» What is expected
Below are the entries. Transcribe exactly the lines from the one with "filename src/graph/mod.rs" through the one with "#[cfg(test)]", ends included, and leave out all others.

Top of Records for this task

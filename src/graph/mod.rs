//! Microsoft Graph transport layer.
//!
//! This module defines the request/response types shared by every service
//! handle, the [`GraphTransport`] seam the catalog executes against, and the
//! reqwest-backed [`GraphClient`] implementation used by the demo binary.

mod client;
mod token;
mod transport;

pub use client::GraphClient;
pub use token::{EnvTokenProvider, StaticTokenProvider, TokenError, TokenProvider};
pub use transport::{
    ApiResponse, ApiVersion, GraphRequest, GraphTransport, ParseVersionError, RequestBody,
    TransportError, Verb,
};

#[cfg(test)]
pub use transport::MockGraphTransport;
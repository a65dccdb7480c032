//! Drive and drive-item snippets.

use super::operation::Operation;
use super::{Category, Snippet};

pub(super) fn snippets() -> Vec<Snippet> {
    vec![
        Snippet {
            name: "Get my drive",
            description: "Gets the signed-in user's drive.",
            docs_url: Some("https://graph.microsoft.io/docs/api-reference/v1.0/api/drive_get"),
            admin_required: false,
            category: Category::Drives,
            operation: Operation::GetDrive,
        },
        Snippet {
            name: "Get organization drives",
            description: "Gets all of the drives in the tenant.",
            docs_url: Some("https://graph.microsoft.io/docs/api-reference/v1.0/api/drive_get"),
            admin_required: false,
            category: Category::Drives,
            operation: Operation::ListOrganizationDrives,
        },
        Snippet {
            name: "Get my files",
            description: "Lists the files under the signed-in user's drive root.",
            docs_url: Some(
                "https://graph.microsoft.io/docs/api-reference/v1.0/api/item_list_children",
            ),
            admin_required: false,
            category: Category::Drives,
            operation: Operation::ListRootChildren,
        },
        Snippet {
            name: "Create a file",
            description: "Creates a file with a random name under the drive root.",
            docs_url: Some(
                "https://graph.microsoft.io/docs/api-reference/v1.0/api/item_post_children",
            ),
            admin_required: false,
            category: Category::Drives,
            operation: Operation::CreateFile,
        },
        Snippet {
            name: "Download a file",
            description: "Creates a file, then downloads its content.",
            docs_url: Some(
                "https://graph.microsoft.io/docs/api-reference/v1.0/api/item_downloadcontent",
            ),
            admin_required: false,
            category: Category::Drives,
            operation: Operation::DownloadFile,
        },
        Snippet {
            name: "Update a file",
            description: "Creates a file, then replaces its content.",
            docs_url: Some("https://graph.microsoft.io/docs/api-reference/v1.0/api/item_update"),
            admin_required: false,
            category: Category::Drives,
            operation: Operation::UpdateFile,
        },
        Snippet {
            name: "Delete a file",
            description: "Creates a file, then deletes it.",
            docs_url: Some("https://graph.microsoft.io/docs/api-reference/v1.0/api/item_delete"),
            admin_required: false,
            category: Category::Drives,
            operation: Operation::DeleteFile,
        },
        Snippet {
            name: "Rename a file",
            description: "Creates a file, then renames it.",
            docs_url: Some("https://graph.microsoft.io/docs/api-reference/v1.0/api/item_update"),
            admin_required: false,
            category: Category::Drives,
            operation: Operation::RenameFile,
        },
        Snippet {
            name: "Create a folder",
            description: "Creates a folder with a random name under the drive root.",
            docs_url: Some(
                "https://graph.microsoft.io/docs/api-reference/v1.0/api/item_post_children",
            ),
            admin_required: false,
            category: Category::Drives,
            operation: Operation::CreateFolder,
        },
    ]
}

Bottom of Records for this task
Top of Records for this task

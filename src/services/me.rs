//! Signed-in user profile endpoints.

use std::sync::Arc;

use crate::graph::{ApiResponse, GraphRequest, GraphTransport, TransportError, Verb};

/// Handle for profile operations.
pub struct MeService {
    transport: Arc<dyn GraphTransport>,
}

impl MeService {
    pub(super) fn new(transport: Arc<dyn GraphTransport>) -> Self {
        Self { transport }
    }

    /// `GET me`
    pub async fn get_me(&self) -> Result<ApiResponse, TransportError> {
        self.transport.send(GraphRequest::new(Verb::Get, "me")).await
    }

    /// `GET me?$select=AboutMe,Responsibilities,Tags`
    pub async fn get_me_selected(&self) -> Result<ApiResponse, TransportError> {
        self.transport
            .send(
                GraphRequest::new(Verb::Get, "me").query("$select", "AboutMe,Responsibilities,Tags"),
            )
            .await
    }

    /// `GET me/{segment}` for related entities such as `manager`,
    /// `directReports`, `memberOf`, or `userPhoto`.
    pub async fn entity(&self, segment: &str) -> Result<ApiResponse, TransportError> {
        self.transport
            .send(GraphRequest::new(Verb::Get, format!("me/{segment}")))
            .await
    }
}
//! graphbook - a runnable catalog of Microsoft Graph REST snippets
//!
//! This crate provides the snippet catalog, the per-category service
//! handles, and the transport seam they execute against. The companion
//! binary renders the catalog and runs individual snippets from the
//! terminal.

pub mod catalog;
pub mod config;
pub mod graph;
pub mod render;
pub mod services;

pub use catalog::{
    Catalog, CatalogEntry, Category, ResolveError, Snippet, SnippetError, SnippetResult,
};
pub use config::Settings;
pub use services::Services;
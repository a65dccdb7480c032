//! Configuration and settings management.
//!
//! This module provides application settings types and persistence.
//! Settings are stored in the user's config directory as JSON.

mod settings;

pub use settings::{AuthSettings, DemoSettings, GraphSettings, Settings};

Bottom of Records for this task

» Answer to this exercise
filename src/graph/mod.rs
//! Microsoft Graph transport layer.
//!
//! This module defines the request/response types shared by every service
//! handle, the [`GraphTransport`] seam the catalog executes against, and the
//! reqwest-backed [`GraphClient`] implementation used by the demo binary.

mod client;
mod token;
mod transport;

pub use client::GraphClient;
pub use token::{EnvTokenProvider, StaticTokenProvider, TokenError, TokenProvider};
pub use transport::{
    ApiResponse, ApiVersion, GraphRequest, GraphTransport, ParseVersionError, RequestBody,
    TransportError, Verb,
};

#[cfg(test)]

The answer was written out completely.